Brendan plays a man that can bring characters from books to life by just reading aloud.
But he dropped a clanger a few years back when he conjured up a few characters from the tome Inkheart, including a villain who’s out to cause havoc in the real world. Now he and his equally-gifted daughter have to weigh in and make everything right again.
Cornelia Funke’s original novel had a tantalising premise and was swollen with a love of reading, and it’s these features that really carry the film.
The visuals are rich and Brendan Fraser lugs over a few of his action chops from The Mummy to keep the pace going at a steady rate. There’s also some wonderfully hammy turns from a cast of characters that includes Paul Bettany, Helen Mirren, Jim Broadbent and Andy Serkis.
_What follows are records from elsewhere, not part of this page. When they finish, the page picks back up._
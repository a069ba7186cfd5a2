//! QC template entity type - a versioned checklist of inspection parameters

use chrono::{DateTime, Utc};
use serde::{Deserialize, Serialize};

use crate::core::entity::{default_revision, Entity, Signoff};
use crate::core::identity::{EntityId, EntityPrefix};
use crate::core::links::BackRef;
use crate::core::workflow::{advance, Action, Lifecycle, Rule, State, StateMachine, WorkflowError};
use crate::entities::inspection::InspectionType;

#[derive(Debug, Clone, Copy, PartialEq, Eq, Hash, Serialize, Deserialize, Default)]
#[serde(rename_all = "snake_case")]
pub enum TemplateStatus {
    #[default]
    Draft,
    Active,
    Inactive,
    Obsolete,
}

impl State for TemplateStatus {
    fn as_str(&self) -> &'static str {
        match self {
            TemplateStatus::Draft => "draft",
            TemplateStatus::Active => "active",
            TemplateStatus::Inactive => "inactive",
            TemplateStatus::Obsolete => "obsolete",
        }
    }
}

impl std::fmt::Display for TemplateStatus {
    fn fmt(&self, f: &mut std::fmt::Formatter<'_>) -> std::fmt::Result {
        f.write_str(self.as_str())
    }
}

impl std::str::FromStr for TemplateStatus {
    type Err = String;

    fn from_str(s: &str) -> Result<Self, Self::Err> {
        TEMPLATE_WORKFLOW.parse(s)
    }
}

pub static TEMPLATE_WORKFLOW: StateMachine<TemplateStatus> = StateMachine::new(
    "QC template",
    TemplateStatus::Draft,
    &[
        Rule::on(
            Action::Activate,
            &[TemplateStatus::Draft, TemplateStatus::Inactive],
            TemplateStatus::Active,
        ),
        Rule::on(Action::Deactivate, &[TemplateStatus::Active], TemplateStatus::Inactive),
        Rule::on(
            Action::Obsolete,
            &[TemplateStatus::Active, TemplateStatus::Inactive],
            TemplateStatus::Obsolete,
        ),
    ],
);

/// A QC template; parameters live in their own records
#[derive(Debug, Clone, Serialize, Deserialize)]
#[serde(deny_unknown_fields)]
pub struct QcTemplate {
    pub id: EntityId,

    /// Template code, unique together with `version`
    pub code: String,

    #[serde(default = "default_revision")]
    pub version: u32,

    pub title: String,

    #[serde(default, skip_serializing_if = "Option::is_none")]
    pub description: Option<String>,

    #[serde(default)]
    pub inspection_type: InspectionType,

    #[serde(default, skip_serializing_if = "Option::is_none")]
    pub part_number: Option<String>,

    /// Acceptable quality limit, percent
    #[serde(default, skip_serializing_if = "Option::is_none")]
    pub aql: Option<f64>,

    #[serde(default, skip_serializing_if = "Option::is_none")]
    pub sampling_plan: Option<String>,

    /// Version this one was forked from
    #[serde(default, skip_serializing_if = "BackRef::is_empty")]
    pub previous_version: BackRef,

    #[serde(default)]
    pub status: TemplateStatus,

    #[serde(default, skip_serializing_if = "Option::is_none")]
    pub activated: Option<Signoff>,

    #[serde(default, skip_serializing_if = "Option::is_none")]
    pub deactivated: Option<Signoff>,

    #[serde(default, skip_serializing_if = "Option::is_none")]
    pub obsoleted: Option<Signoff>,

    pub created: DateTime<Utc>,

    pub author: String,

    #[serde(default = "default_revision")]
    pub entity_revision: u32,
}

impl Entity for QcTemplate {
    const PREFIX: EntityPrefix = EntityPrefix::Qct;
    const LOCKED_FIELDS: &'static [&'static str] = &[
        "code",
        "version",
        "previous_version",
        "activated",
        "deactivated",
        "obsoleted",
    ];

    fn id(&self) -> &EntityId {
        &self.id
    }

    fn title(&self) -> &str {
        &self.title
    }

    fn status(&self) -> &str {
        self.status.as_str()
    }

    fn created(&self) -> DateTime<Utc> {
        self.created
    }

    fn author(&self) -> &str {
        &self.author
    }

    fn business_number(&self) -> Option<String> {
        Some(template_key(&self.code, self.version))
    }

    fn references(&self) -> Vec<(&'static str, String)> {
        self.previous_version
            .id
            .as_ref()
            .map(|id| ("previous_version_id", id.to_string()))
            .into_iter()
            .collect()
    }

    fn validate(&self) -> Result<(), String> {
        match self.aql {
            Some(aql) if !(0.0..=100.0).contains(&aql) => {
                Err(format!("AQL must be between 0 and 100, got {}", aql))
            }
            _ => Ok(()),
        }
    }

    fn bump_revision(&mut self) {
        self.entity_revision += 1;
    }
}

impl Lifecycle for QcTemplate {
    type State = TemplateStatus;

    fn machine() -> &'static StateMachine<TemplateStatus> {
        &TEMPLATE_WORKFLOW
    }

    fn state(&self) -> TemplateStatus {
        self.status
    }

    fn set_state(&mut self, state: TemplateStatus) {
        self.status = state;
    }

    /// Anything but an active template may be deleted
    fn is_deletable(&self) -> bool {
        self.status != TemplateStatus::Active
    }

    /// Once activated a version is frozen; changes go into a new version
    fn accepts_edits(&self) -> bool {
        self.status == TemplateStatus::Draft
    }
}

/// Business key of a template version, e.g. "QCT-BORE v2"
pub fn template_key(code: &str, version: u32) -> String {
    format!("{} v{}", code, version)
}

impl QcTemplate {
    pub fn new(code: impl Into<String>, title: impl Into<String>, author: impl Into<String>) -> Self {
        Self {
            id: EntityId::new(EntityPrefix::Qct),
            code: code.into(),
            version: 1,
            title: title.into(),
            description: None,
            inspection_type: InspectionType::default(),
            part_number: None,
            aql: None,
            sampling_plan: None,
            previous_version: BackRef::default(),
            status: TemplateStatus::default(),
            activated: None,
            deactivated: None,
            obsoleted: None,
            created: Utc::now(),
            author: author.into(),
            entity_revision: 1,
        }
    }

    /// Parameters may only change while the template is a draft
    pub fn ensure_editable(&self) -> Result<(), WorkflowError> {
        if self.status == TemplateStatus::Draft {
            Ok(())
        } else {
            Err(WorkflowError::WrongStatus {
                family: TEMPLATE_WORKFLOW.family(),
                expected: TemplateStatus::Draft.to_string(),
                current: self.status.to_string(),
            })
        }
    }

    /// Draft copy of this template under the next version number
    pub fn next_version(&self, author: impl Into<String>) -> QcTemplate {
        let mut fork = QcTemplate::new(self.code.clone(), self.title.clone(), author);
        fork.version = self.version + 1;
        fork.description = self.description.clone();
        fork.inspection_type = self.inspection_type;
        fork.part_number = self.part_number.clone();
        fork.aql = self.aql;
        fork.sampling_plan = self.sampling_plan.clone();
        fork.previous_version = BackRef::new(
            Some(self.id.clone()),
            Some(template_key(&self.code, self.version)),
        );
        fork
    }

    pub fn activate(&mut self, actor: &str, now: DateTime<Utc>) -> Result<(), WorkflowError> {
        advance(self, Action::Activate)?;
        self.activated = Some(Signoff::new(actor, now));
        Ok(())
    }

    pub fn deactivate(&mut self, actor: &str, now: DateTime<Utc>) -> Result<(), WorkflowError> {
        advance(self, Action::Deactivate)?;
        self.deactivated = Some(Signoff::new(actor, now));
        Ok(())
    }

    pub fn obsolete(&mut self, actor: &str, now: DateTime<Utc>) -> Result<(), WorkflowError> {
        advance(self, Action::Obsolete)?;
        self.obsoleted = Some(Signoff::new(actor, now));
        Ok(())
    }
}

#[cfg(test)]
mod tests {
    use super::*;

    fn template() -> QcTemplate {
        QcTemplate::new("BORE-CHK", "Bore check", "test")
    }

    #[test]
    fn test_reactivation_cycle() {
        let mut t = template();
        let now = Utc::now();
        t.activate("qa", now).unwrap();
        t.deactivate("qa", now).unwrap();
        t.activate("qa", now).unwrap();
        t.obsolete("qa", now).unwrap();
        assert_eq!(t.status, TemplateStatus::Obsolete);
        assert!(t.activate("qa", now).is_err());
    }

    #[test]
    fn test_only_active_blocks_delete() {
        let mut t = template();
        assert!(t.is_deletable());
        t.activate("qa", Utc::now()).unwrap();
        assert!(!t.is_deletable());
        t.obsolete("qa", Utc::now()).unwrap();
        assert!(t.is_deletable());
    }

    #[test]
    fn test_next_version_is_draft() {
        let mut t = template();
        t.aql = Some(1.5);
        t.activate("qa", Utc::now()).unwrap();

        let v2 = t.next_version("eng");
        assert_eq!(v2.version, 2);
        assert_eq!(v2.status, TemplateStatus::Draft);
        assert_eq!(v2.aql, Some(1.5));
        assert_eq!(v2.previous_version.id.as_ref(), Some(&t.id));
        assert_eq!(v2.business_number().as_deref(), Some("BORE-CHK v2"));
        assert_ne!(v2.id, t.id);
    }

    #[test]
    fn test_parameters_locked_after_activation() {
        let mut t = template();
        assert!(t.ensure_editable().is_ok());
        t.activate("qa", Utc::now()).unwrap();
        assert!(matches!(
            t.ensure_editable(),
            Err(WorkflowError::WrongStatus { .. })
        ));
    }

    #[test]
    fn test_content_frozen_after_activation() {
        let mut t = template();
        assert!(t.accepts_edits());
        t.activate("qa", Utc::now()).unwrap();
        assert!(!t.accepts_edits());
        t.deactivate("qa", Utc::now()).unwrap();
        assert!(!t.accepts_edits());
    }

    #[test]
    fn test_aql_range() {
        let mut t = template();
        t.aql = Some(101.0);
        assert!(t.validate().is_err());
    }
}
Serkis’s approach to the role is perfect for a children’s film which requires a light dose of chills and a sprinkling of humour.
One criticism that can be made of the film is that it arguably fails to take full advantage of its wonderful premise – the possibility of conjuring any character from any book.
Nevertheless, it is certainly one of the better fantasy films you are going to see this Christmas.
PERIOD COMEDY
Dean Spanley (U)
4/5
The most common slur heaped on period dramas is they’re too busy with manners, marriage and massive tea parties to remember to be interesting.
That is certainly not true of Dean Spanley, a weird and wonderful tale bolstered by a superb cast who fully harness the potential of the plot.
While the themes of fraught father-and-son relationships and repressed emotion are all too common, they’re beautifully portrayed by the excellent Peter O’Toole and his co-stars Sam Neill and Jeremy Northam.
Northam plays Henslowe Fisk, whose life is clouded by his irritable and frustrating father Horatio (O’Toole).
After the pair attend a lecture about reincarnation, they invite Dean Spanley (Neill) round to dinner, who then becomes so entranced by his favourite tipple that he starts mumbling about his past life.
Armed with a certain lightness and mischievous comic timing, this film plays around with sentimentality and heavy dialogue without covering the whole reel in treacle.
With a lesser cast, it may have felt forced or odd. But with actors such as O’Toole and Neill at the wheel, it’s a well-balanced and humorous treatment of an intriguingly left-field story.